The unseen heroes are Times correspondents in Europe, Asia, Africa and Latin
America, in Washington and across the nation. Behind the city room
stars, an army of talented reporters, also seated in order of rank, stretches
away toward 44th Street. They work at steel desks whose central feature is a
disappearing typewriter bolted to the underside of the desktop; it can be
rolled up to work on, or down into a hidden well. It is monstrously heavy;
you could lose fingers if it slips. Chairs are the swivel type, although Mr.
Schumach prefers an uncomfortable straight-back chair because, he says, it is
less likely to be stolen.
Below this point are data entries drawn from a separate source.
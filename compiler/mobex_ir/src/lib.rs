//! Data model for the mobile module exporter.
//!
//! This crate provides:
//!
//! - **Types** ([`TypePool`], [`TypeId`], [`TypeKind`]): an arena of
//!   structural and nominal types. Classes, interfaces and named tuples are
//!   the *named* types that receive generated source files on export.
//!
//! - **Values** ([`Value`], [`Tensor`], [`Object`]): tagged runtime values
//!   making up module state and graph constants.
//!
//! - **Modules** ([`Module`]): a root object whose class carries the
//!   exported methods, plus the type pool everything refers to.
//!
//! - **Graph IR** ([`Graph`], [`Node`], [`NodeKind`], [`GraphBuilder`]):
//!   one method body, with optional source-range and inlined call-stack
//!   metadata per node.
//!
//! - **Linear code** ([`Code`], [`Instruction`], [`OpCode`]): the
//!   register-machine form produced by a graph compiler.
//!
//! # Crate Dependencies
//!
//! Nothing in here knows about archives or pickling. `mobex_lower` turns
//! graphs into bytecode tables, `mobex_export` packages them.

mod code;
mod function;
pub mod graph;
mod module;
mod name;
mod source;
mod tensor;
pub mod types;
mod value;

pub use code::{Code, Instruction, OpCode};
pub use function::{Function, FunctionBody, Signature};
pub use graph::{Block, Graph, GraphBuilder, Node, NodeId, NodeKind, OperatorName, ValueId, ValueInfo};
pub use module::{Module, ModuleError};
pub use name::QualifiedName;
pub use source::{CallStackEntry, InlinedCallStack, ModuleInstanceInfo, SourceRange};
pub use tensor::{DType, Element, Tensor};
pub use types::{
    Attribute, AttributeKind, ClassType, InterfaceType, NamedTupleSchema, TypeId, TypeKind,
    TypePool,
};
pub use value::{Object, Value};
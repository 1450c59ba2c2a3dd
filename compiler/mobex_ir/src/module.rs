//! Modules: a root object plus the type pool it lives in.

use std::rc::Rc;

use crate::{ClassType, Function, Object, QualifiedName, TypeId, TypePool};

/// Error constructing a [`Module`].
#[derive(Clone, Debug, PartialEq, Eq, thiserror::Error)]
pub enum ModuleError {
    #[error("module root must be an instance of a class, found type `{found}`")]
    RootNotClass { found: String },
    #[error("module root has {found} slots but class `{class}` declares {expected} attributes")]
    SlotCountMismatch {
        class: String,
        expected: usize,
        found: usize,
    },
}

/// A module ready for export.
///
/// The root object's class supplies the methods (in declaration order) and
/// the root object itself is the state tree. The exporter never mutates it.
#[derive(Debug)]
pub struct Module {
    pool: TypePool,
    root: Rc<Object>,
}

impl Module {
    pub fn new(pool: TypePool, root: Object) -> Result<Self, ModuleError> {
        let Some(class) = pool.class(root.ty()) else {
            return Err(ModuleError::RootNotClass {
                found: pool.annotation_str(root.ty()),
            });
        };
        if class.attributes.len() != root.slots().len() {
            return Err(ModuleError::SlotCountMismatch {
                class: class.name.qualified_name(),
                expected: class.attributes.len(),
                found: root.slots().len(),
            });
        }
        Ok(Self {
            pool,
            root: Rc::new(root),
        })
    }

    #[inline]
    pub fn pool(&self) -> &TypePool {
        &self.pool
    }

    /// The root state object.
    #[inline]
    pub fn object(&self) -> &Rc<Object> {
        &self.root
    }

    #[inline]
    pub fn type_id(&self) -> TypeId {
        self.root.ty()
    }

    pub fn class(&self) -> &ClassType {
        match self.pool.class(self.root.ty()) {
            Some(class) => class,
            None => unreachable!("Module::new checks that the root is a class instance"),
        }
    }

    #[inline]
    pub fn type_name(&self) -> &QualifiedName {
        &self.class().name
    }

    /// Graph-backed methods of the root class, in declaration order.
    pub fn methods(&self) -> impl Iterator<Item = &Rc<Function>> {
        self.class().methods.iter().filter(|m| m.is_graph_function())
    }

    pub fn find_method(&self, name: &str) -> Option<&Rc<Function>> {
        self.class().find_method(name)
    }
}
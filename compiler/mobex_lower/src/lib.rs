//! Mobile bytecode lowering.
//!
//! This crate turns module methods into the function tables the mobile
//! interpreter executes:
//!
//! - **Inlining** ([`inline()`]): splices statically resolvable calls into
//!   their caller, recording an [`InlinedCallStack`](mobex_ir::InlinedCallStack)
//!   on every spliced node.
//!
//! - **Compilation** ([`GraphCompiler`], [`RegisterCompiler`]): flattens an
//!   inlined graph into register code with per-instruction source nodes.
//!
//! - **Lowering** ([`FunctionLowerer`], [`lower_function`]): builds the
//!   operator/constant/type tables, rewrites `CALL` into `INTERFACE_CALL`
//!   and rejects anything the mobile runtime cannot execute.
//!
//! - **Module walking** ([`lower_module`]): picks the exported functions:
//!   root methods, then every reachable `__setstate__`.
//!
//! # Crate Dependencies
//!
//! `mobex_lower` depends only on `mobex_ir`. Archive layout and
//! serialization live in `mobex_export`.

mod compile;
mod error;
mod inline;
mod lower;
mod record;
mod walk;

#[cfg(test)]
mod test_helpers;

pub use compile::{GraphCompiler, RegisterCompiler};
pub use error::{GraphError, LowerError};
pub use inline::inline;
pub use lower::{
    is_op_supported_in_mobile, lower_function, FunctionLowerer, MOBILE_SUPPORTED_OPS,
};
pub use record::{DebugRecord, FunctionRecord, FunctionTable, LoweredFunction, LoweredModule};
pub use walk::{lower_module, lower_module_default};
//! Unique type names.
//!
//! Two distinct named types may share a qualified name (a class redefined in
//! a notebook, two modules scripted from the same source). The archive needs
//! one name per type, so later claimants get a `___torch_mangle_<n>` atom
//! inserted before their base name. The prefix of the resulting name is the
//! type's qualifier: every type with the same qualifier lands in the same
//! generated source file.

use mobex_ir::{QualifiedName, TypeId, TypePool};
use rustc_hash::{FxHashMap, FxHashSet};

const MANGLE_PREFIX: &str = "___torch_mangle_";

/// Assigns each named type a collision-free qualified name.
///
/// Idempotent: asking again for the same type returns the same name.
#[derive(Debug, Default)]
pub struct TypeNameUniquer {
    assigned: FxHashMap<TypeId, QualifiedName>,
    taken: FxHashSet<QualifiedName>,
    next_mangle: usize,
}

impl TypeNameUniquer {
    pub fn new() -> Self {
        Self::default()
    }

    /// The unique name of `ty`. Unnamed types fall back to their annotation.
    pub fn unique_name(&mut self, pool: &TypePool, ty: TypeId) -> QualifiedName {
        if let Some(name) = self.assigned.get(&ty) {
            return name.clone();
        }
        let requested = pool
            .named_type_name(ty)
            .cloned()
            .unwrap_or_else(|| QualifiedName::new(&pool.annotation_str(ty)));

        let mut name = requested.clone();
        while self.taken.contains(&name) {
            let atom = format!("{MANGLE_PREFIX}{}", self.next_mangle);
            self.next_mangle += 1;
            name = requested.with_atom_before_name(&atom);
        }
        if name != requested {
            tracing::debug!(requested = %requested, assigned = %name, "mangled type name");
        }

        self.taken.insert(name.clone());
        self.assigned.insert(ty, name.clone());
        name
    }

    /// A name already assigned to `ty`, without assigning one.
    pub fn get(&self, ty: TypeId) -> Option<&QualifiedName> {
        self.assigned.get(&ty)
    }
}
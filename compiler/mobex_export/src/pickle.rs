//! Tagged value → archive bytes.
//!
//! A [`Value`] is lowered into [`PickleValue`], a serde mirror in which
//! tensors are replaced by [`TensorRef`] placeholders and objects carry the
//! unique name of their class, and then encoded with `bincode`. Tensor
//! storage is collected separately (once per storage) so the packager can
//! write each buffer as its own record next to the archive.

use mobex_ir::{DType, SourceRange, Tensor, TypeId, TypePool, Value};
use rustc_hash::{FxHashMap, FxHashSet};
use serde::{Deserialize, Serialize};

use crate::{ExportError, TypeNameUniquer};

/// Serializable mirror of [`Value`].
#[derive(Clone, Debug, PartialEq, Serialize, Deserialize)]
pub enum PickleValue {
    None,
    Bool(bool),
    Int(i64),
    Double(f64),
    Str(String),
    Tensor(TensorRef),
    Tuple(Vec<PickleValue>),
    List(Vec<PickleValue>),
    Dict(Vec<(PickleValue, PickleValue)>),
    Object {
        class: String,
        slots: Vec<PickleValue>,
    },
}

/// Placeholder for a tensor whose storage lives in record `<archive>/<key>`.
#[derive(Clone, Debug, PartialEq, Eq, Serialize, Deserialize)]
pub struct TensorRef {
    pub key: String,
    pub dtype: String,
    pub shape: Vec<i64>,
}

impl PickleValue {
    /// Rebuild a [`Value`], resolving tensor placeholders through `storage`.
    ///
    /// Objects cannot be rebuilt without their type pool and are rejected.
    pub fn to_value(
        &self,
        storage: &dyn Fn(&str) -> Option<Vec<u8>>,
    ) -> Result<Value, ExportError> {
        Ok(match self {
            PickleValue::None => Value::None,
            PickleValue::Bool(b) => Value::Bool(*b),
            PickleValue::Int(i) => Value::Int(*i),
            PickleValue::Double(d) => Value::Double(*d),
            PickleValue::Str(s) => Value::Str(s.clone()),
            PickleValue::Tensor(tensor) => {
                let dtype = DType::from_name(&tensor.dtype).ok_or_else(|| {
                    ExportError::MalformedArchive(format!("unknown dtype `{}`", tensor.dtype))
                })?;
                let bytes = storage(&tensor.key).ok_or_else(|| {
                    ExportError::MalformedArchive(format!("missing tensor record `{}`", tensor.key))
                })?;
                Value::Tensor(Tensor::from_raw(dtype, tensor.shape.clone(), bytes))
            }
            PickleValue::Tuple(items) => Value::Tuple(to_values(items, storage)?),
            PickleValue::List(items) => Value::List(to_values(items, storage)?),
            PickleValue::Dict(entries) => Value::Dict(
                entries
                    .iter()
                    .map(|(k, v)| Ok((k.to_value(storage)?, v.to_value(storage)?)))
                    .collect::<Result<_, ExportError>>()?,
            ),
            PickleValue::Object { class, .. } => {
                return Err(ExportError::MalformedArchive(format!(
                    "cannot rebuild an instance of `{class}` without its type"
                )))
            }
        })
    }
}

fn to_values(
    items: &[PickleValue],
    storage: &dyn Fn(&str) -> Option<Vec<u8>>,
) -> Result<Vec<Value>, ExportError> {
    items.iter().map(|item| item.to_value(storage)).collect()
}

/// One pickled archive before it is written.
#[derive(Debug)]
pub struct PickledArchive {
    pub bytes: Vec<u8>,
    /// Tensor storages, indexed by [`TensorRef::key`].
    pub tensors: Vec<Tensor>,
    /// Class types of every object met, in first-seen order.
    pub class_types: Vec<TypeId>,
}

/// Lowers values into [`PickleValue`]s, collecting tensors and class types.
pub struct Pickler<'a> {
    pool: &'a TypePool,
    namer: &'a mut TypeNameUniquer,
    tensors: Vec<Tensor>,
    /// Storage address → tensor key.
    tensor_keys: FxHashMap<usize, usize>,
    class_types: Vec<TypeId>,
    seen_classes: FxHashSet<TypeId>,
}

impl<'a> Pickler<'a> {
    pub fn new(pool: &'a TypePool, namer: &'a mut TypeNameUniquer) -> Self {
        Self {
            pool,
            namer,
            tensors: Vec::new(),
            tensor_keys: FxHashMap::default(),
            class_types: Vec::new(),
            seen_classes: FxHashSet::default(),
        }
    }

    pub fn lower(&mut self, value: &Value) -> PickleValue {
        match value {
            Value::None => PickleValue::None,
            Value::Bool(b) => PickleValue::Bool(*b),
            Value::Int(i) => PickleValue::Int(*i),
            Value::Double(d) => PickleValue::Double(*d),
            Value::Str(s) => PickleValue::Str(s.clone()),
            Value::Tensor(tensor) => PickleValue::Tensor(self.tensor_ref(tensor)),
            Value::Tuple(items) => PickleValue::Tuple(self.lower_all(items)),
            Value::List(items) => PickleValue::List(self.lower_all(items)),
            Value::Dict(entries) => PickleValue::Dict(
                entries
                    .iter()
                    .map(|(k, v)| (self.lower(k), self.lower(v)))
                    .collect(),
            ),
            Value::Object(object) => {
                let ty = object.ty();
                if self.seen_classes.insert(ty) {
                    self.class_types.push(ty);
                }
                let class = self.namer.unique_name(self.pool, ty).qualified_name();
                PickleValue::Object {
                    class,
                    slots: self.lower_all(object.slots()),
                }
            }
        }
    }

    fn lower_all(&mut self, items: &[Value]) -> Vec<PickleValue> {
        items.iter().map(|item| self.lower(item)).collect()
    }

    fn tensor_ref(&mut self, tensor: &Tensor) -> TensorRef {
        let next = self.tensors.len();
        let key = *self.tensor_keys.entry(tensor.storage_id()).or_insert(next);
        if key == next {
            self.tensors.push(tensor.clone());
        }
        TensorRef {
            key: key.to_string(),
            dtype: tensor.dtype().name().to_owned(),
            shape: tensor.shape().to_vec(),
        }
    }

    /// Encode `root` and hand back everything collected so far.
    pub fn finish(mut self, root: &Value) -> Result<PickledArchive, ExportError> {
        let lowered = self.lower(root);
        let bytes = bincode::serialize(&lowered)?;
        Ok(PickledArchive {
            bytes,
            tensors: self.tensors,
            class_types: self.class_types,
        })
    }
}

/// Pickle a single value.
pub fn pickle_value(
    value: &Value,
    pool: &TypePool,
    namer: &mut TypeNameUniquer,
) -> Result<PickledArchive, ExportError> {
    Pickler::new(pool, namer).finish(value)
}

pub fn unpickle(bytes: &[u8]) -> Result<PickleValue, ExportError> {
    Ok(bincode::deserialize(bytes)?)
}

/// Encode the source-range table of a generated file.
pub fn pickle_ranges(ranges: &[(usize, SourceRange)]) -> Result<Vec<u8>, ExportError> {
    Ok(bincode::serialize(ranges)?)
}

pub fn unpickle_ranges(bytes: &[u8]) -> Result<Vec<(usize, SourceRange)>, ExportError> {
    Ok(bincode::deserialize(bytes)?)
}
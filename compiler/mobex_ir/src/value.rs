//! Tagged runtime values.

use std::fmt;
use std::rc::Rc;

use crate::{Tensor, TypeId};

/// An instance of a class: its type plus one value per attribute slot.
#[derive(Clone, Debug)]
pub struct Object {
    ty: TypeId,
    slots: Vec<Value>,
}

impl Object {
    pub fn new(ty: TypeId, slots: Vec<Value>) -> Self {
        Self { ty, slots }
    }

    #[inline]
    pub fn ty(&self) -> TypeId {
        self.ty
    }

    #[inline]
    pub fn slots(&self) -> &[Value] {
        &self.slots
    }

    #[inline]
    pub fn slot(&self, index: usize) -> Option<&Value> {
        self.slots.get(index)
    }
}

/// A tagged runtime value: module state, graph constants, archive contents.
///
/// Equality is structural, except that objects compare by identity and
/// tensors by dtype, shape and bytes.
#[derive(Clone, Debug)]
pub enum Value {
    None,
    Bool(bool),
    Int(i64),
    Double(f64),
    Str(String),
    Tensor(Tensor),
    Tuple(Vec<Value>),
    List(Vec<Value>),
    Dict(Vec<(Value, Value)>),
    Object(Rc<Object>),
}

impl Value {
    pub fn str(s: &str) -> Self {
        Value::Str(s.to_owned())
    }

    pub fn object(object: Object) -> Self {
        Value::Object(Rc::new(object))
    }

    /// Short tag name, used in diagnostics.
    pub fn tag_kind(&self) -> &'static str {
        match self {
            Value::None => "None",
            Value::Bool(_) => "Bool",
            Value::Int(_) => "Int",
            Value::Double(_) => "Double",
            Value::Str(_) => "String",
            Value::Tensor(_) => "Tensor",
            Value::Tuple(_) => "Tuple",
            Value::List(_) => "List",
            Value::Dict(_) => "Dict",
            Value::Object(_) => "Object",
        }
    }

    #[inline]
    pub fn is_tensor(&self) -> bool {
        matches!(self, Value::Tensor(_))
    }

    pub fn as_str(&self) -> Option<&str> {
        match self {
            Value::Str(s) => Some(s),
            _ => None,
        }
    }

    pub fn as_int(&self) -> Option<i64> {
        match self {
            Value::Int(i) => Some(*i),
            _ => None,
        }
    }

    pub fn as_tuple(&self) -> Option<&[Value]> {
        match self {
            Value::Tuple(items) => Some(items),
            _ => None,
        }
    }

    pub fn as_tensor(&self) -> Option<&Tensor> {
        match self {
            Value::Tensor(t) => Some(t),
            _ => None,
        }
    }

    pub fn as_object(&self) -> Option<&Rc<Object>> {
        match self {
            Value::Object(o) => Some(o),
            _ => None,
        }
    }

    /// `None`, empty containers and empty strings.
    pub fn is_empty(&self) -> bool {
        match self {
            Value::None => true,
            Value::Str(s) => s.is_empty(),
            Value::Tuple(items) | Value::List(items) => items.is_empty(),
            Value::Dict(entries) => entries.is_empty(),
            _ => false,
        }
    }
}

impl PartialEq for Value {
    fn eq(&self, other: &Self) -> bool {
        match (self, other) {
            (Value::None, Value::None) => true,
            (Value::Bool(a), Value::Bool(b)) => a == b,
            (Value::Int(a), Value::Int(b)) => a == b,
            (Value::Double(a), Value::Double(b)) => a == b,
            (Value::Str(a), Value::Str(b)) => a == b,
            (Value::Tensor(a), Value::Tensor(b)) => a.structurally_equal(b),
            (Value::Tuple(a), Value::Tuple(b)) | (Value::List(a), Value::List(b)) => a == b,
            (Value::Dict(a), Value::Dict(b)) => a == b,
            (Value::Object(a), Value::Object(b)) => Rc::ptr_eq(a, b),
            _ => false,
        }
    }
}

impl From<bool> for Value {
    fn from(b: bool) -> Self {
        Value::Bool(b)
    }
}

impl From<i64> for Value {
    fn from(i: i64) -> Self {
        Value::Int(i)
    }
}

impl From<f64> for Value {
    fn from(d: f64) -> Self {
        Value::Double(d)
    }
}

impl From<&str> for Value {
    fn from(s: &str) -> Self {
        Value::str(s)
    }
}

impl From<String> for Value {
    fn from(s: String) -> Self {
        Value::Str(s)
    }
}

impl From<Tensor> for Value {
    fn from(t: Tensor) -> Self {
        Value::Tensor(t)
    }
}

fn write_items(f: &mut fmt::Formatter<'_>, items: &[Value]) -> fmt::Result {
    for (i, item) in items.iter().enumerate() {
        if i > 0 {
            f.write_str(", ")?;
        }
        write!(f, "{item}")?;
    }
    Ok(())
}

impl fmt::Display for Value {
    fn fmt(&self, f: &mut fmt::Formatter<'_>) -> fmt::Result {
        match self {
            Value::None => f.write_str("None"),
            Value::Bool(true) => f.write_str("True"),
            Value::Bool(false) => f.write_str("False"),
            Value::Int(i) => write!(f, "{i}"),
            Value::Double(d) => write!(f, "{d:?}"),
            Value::Str(s) => write!(f, "{s:?}"),
            Value::Tensor(t) => write!(f, "{t}"),
            Value::Tuple(items) => {
                f.write_str("(")?;
                write_items(f, items)?;
                if items.len() == 1 {
                    f.write_str(",")?;
                }
                f.write_str(")")
            }
            Value::List(items) => {
                f.write_str("[")?;
                write_items(f, items)?;
                f.write_str("]")
            }
            Value::Dict(entries) => {
                f.write_str("{")?;
                for (i, (k, v)) in entries.iter().enumerate() {
                    if i > 0 {
                        f.write_str(", ")?;
                    }
                    write!(f, "{k}: {v}")?;
                }
                f.write_str("}")
            }
            Value::Object(o) => write!(f, "<object of type {}>", o.ty().raw()),
        }
    }
}
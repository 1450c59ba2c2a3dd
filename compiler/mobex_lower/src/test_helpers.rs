//! Shared fixtures for the lowering tests.
//!
//! Builds small modules the way a frontend would: allocate the classes,
//! build method graphs against the class ids, then attach the methods.
//! Only compiled in test builds.

use std::rc::Rc;

use mobex_ir::{
    AttributeKind, ClassType, Function, Graph, GraphBuilder, Module, Object, SourceRange, Tensor,
    TypeId, TypePool, Value, ValueId,
};

/// Attach a graph method to `class` and return it.
pub(crate) fn add_method(
    pool: &mut TypePool,
    class: TypeId,
    name: &str,
    graph: Graph,
) -> Rc<Function> {
    let owner = pool.class(class).expect("class").name.qualified_name();
    let function = Rc::new(Function::graph(format!("{owner}.{name}").as_str(), graph));
    pool.class_mut(class)
        .expect("class")
        .methods
        .push(Rc::clone(&function));
    function
}

/// `forward(self, x) = aten::add.Tensor(x, self.weight, 1)`
pub(crate) fn add_forward(class: TypeId) -> Graph {
    let mut b = GraphBuilder::new();
    let this = b.input(class, "self");
    let x = b.input(TypeId::TENSOR, "x");
    let weight = b.get_attr(this, "weight", TypeId::TENSOR);
    let alpha = b.constant(1i64, TypeId::INT);
    let y = b.op("aten::add", "Tensor", &[x, weight, alpha], TypeId::TENSOR);
    b.finish(&[y])
}

/// `Model { weight }` with the [`add_forward`] method.
pub(crate) fn simple_module() -> Module {
    let mut pool = TypePool::new();
    let model = pool.add_class(ClassType::module("__torch__.Model").with_attribute(
        "weight",
        TypeId::TENSOR,
        AttributeKind::Parameter,
    ));
    add_method(&mut pool, model, "forward", add_forward(model));
    let weight = Value::from(Tensor::new(&[2], &[1.0f32, 2.0]));
    Module::new(pool, Object::new(model, vec![weight])).expect("module")
}

/// `Model { sub: Sub }` whose forward calls `self.sub.forward(x)` at
/// `model.py:10:8`; `Sub.forward` applies `aten::relu` at `sub.py:3:4`.
pub(crate) fn nested_module() -> Module {
    let mut pool = TypePool::new();
    let sub = pool.add_class(ClassType::module("__torch__.Sub"));
    let model = pool.add_class(ClassType::module("__torch__.Model").with_attribute(
        "sub",
        sub,
        AttributeKind::Module,
    ));

    let mut b = GraphBuilder::new();
    b.input(sub, "self");
    let x = b.input(TypeId::TENSOR, "x");
    b.at(SourceRange::new("sub.py", 3, 4));
    let y = b.op("aten::relu", "", &[x], TypeId::TENSOR);
    add_method(&mut pool, sub, "forward", b.finish(&[y]));

    let mut b = GraphBuilder::new();
    let this = b.input(model, "self");
    let x = b.input(TypeId::TENSOR, "x");
    let child = b.get_attr(this, "sub", sub);
    b.at(SourceRange::new("model.py", 10, 8));
    let y = b.call_method(child, "forward", &[x], TypeId::TENSOR);
    add_method(&mut pool, model, "forward", b.finish(&[y]));

    let child = Value::object(Object::new(sub, Vec::new()));
    Module::new(pool, Object::new(model, vec![child])).expect("module")
}

/// Give `class` a `__getstate__(self) -> int` / `__setstate__(self, int) -> None`
/// pair.
pub(crate) fn add_state_pair(pool: &mut TypePool, class: TypeId) {
    let mut b = GraphBuilder::new();
    b.input(class, "self");
    let state = b.constant(0i64, TypeId::INT);
    add_method(pool, class, "__getstate__", b.finish(&[state]));

    let mut b = GraphBuilder::new();
    b.input(class, "self");
    b.input(TypeId::INT, "state");
    let none = b.constant(Value::None, TypeId::NONE);
    add_method(pool, class, "__setstate__", b.finish(&[none]));
}

/// A module whose only method is `forward(self) -> <ty>` built by `body`.
pub(crate) fn module_with_forward(
    mut pool: TypePool,
    class: TypeId,
    slots: Vec<Value>,
    body: impl FnOnce(&mut GraphBuilder, ValueId) -> Vec<ValueId>,
) -> Module {
    let mut b = GraphBuilder::new();
    let this = b.input(class, "self");
    let outputs = body(&mut b, this);
    add_method(&mut pool, class, "forward", b.finish(&outputs));
    Module::new(pool, Object::new(class, slots)).expect("module")
}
Further behind the city
reporters, back by the 44th Street windows, glass-topped partitions stake out
territories for specialized news departments: culture, financial-business,
sports, ships and aviation. There are cubicles for the critics — Brooks
Atkinson, Harold C. Schonberg, Bosley Crowther and others. And there is a
niche for a bevy of writers who compose the hourly radio news bulletins on
WQXR. New York Times The old
Sunday Department responsible for the weekly Magazine, Book Review, Drama and
News of the Week in Review sections. On the 43rd Street side
of the post, the newsroom editors camp at islands of steel desks shoved
together for the city, national and foreign news operations, each with a
U-shaped copydesk as an appendage. Nearby are the picture and soc-obit desks.
Besides society news and obituaries, the latter handles theater reviews, news
of the arts and other odds and ends. Frank Adams, the city
editor, is pointed out to me. He is a portly, florid man responsible for 200
reporters and editors and a news report heavy on municipal affairs and
written with plodding fidelity to facts and figures, but with little flair
for the literature of journalism. I’m told that good staff writers, including
Gay Talese, chafe under the yoke. In a year, after my apprenticeship as
copyboy, news clerk and news assistant in various departments, Mr. Adams will
send me a note saying I’ve been promoted to the reporting staff. In a corner behind the
archipelago of editing desks is the inner sanctum of Turner Catledge, the
managing editor. Around his office is a little railing that fences off his
bullpen of assistants. It is the O.K. Corral of senior editors empowered to
dictate the content and placement of major news in The Times. These gunslingers
include Theodore M. Bernstein, Lewis Jordan and Robert Crandall — a cabal of
largely anonymous men who, given the gist of the top 20 stories from around
the world, will draw up a front page in two minutes, showing the historical
perspective, relative importance and relationships of the day’s news. They
make marvelous sense of it all for millions, including news editors across
America. Scanning further along
the 43rd Street side, there is the radio room, where crackling receivers
bring in the transmissions of the city police and fire dispatchers, and
reports from the Coast Guard, from ships at sea and other news sources,
including short-wave broadcasts from foreign capitals around the world. In the southeast corner
is the wire room, the nerve center of telegraphic operations. More than a
million words come through this room every day, and 185,000 of them are
printed in The Times. Here are Telex machines carrying messages to, and
dispatches from, 30 Times correspondents around the world, 23 Washington
reporters and scores of reporters and stringers across the country.
Here, too, are batteries
of teletype machines pounding out the bulletins and daily budgets of The
Associated Press, The United Press, The International News Service, Reuters, Agence
France-Presse, Tass and other global news services. The AP alone has a dozen
machines. Several more carry reports from Washington, and a cable is reserved
for London bureau traffic, which serves as a funnel for news reports from all
over Europe, the Middle East and Africa. At the horseshoe-shaped
copy desks, slot bosses in the center distribute copy to editors on the rim,
who bend over their labors with a lifetime of skepticism, making liberal use
of black pencils to slash away excess verbiage or rewrite flabby leads,
scissors and paste pots to rearrange paragraphs, and copies of Roget’s
Thesaurus to craft headlines that will fit in The Times’s narrow columns,
eight across a page. To many reporters, copy
editors are fussy grammarians, sticklers for spelling and butchers of copy.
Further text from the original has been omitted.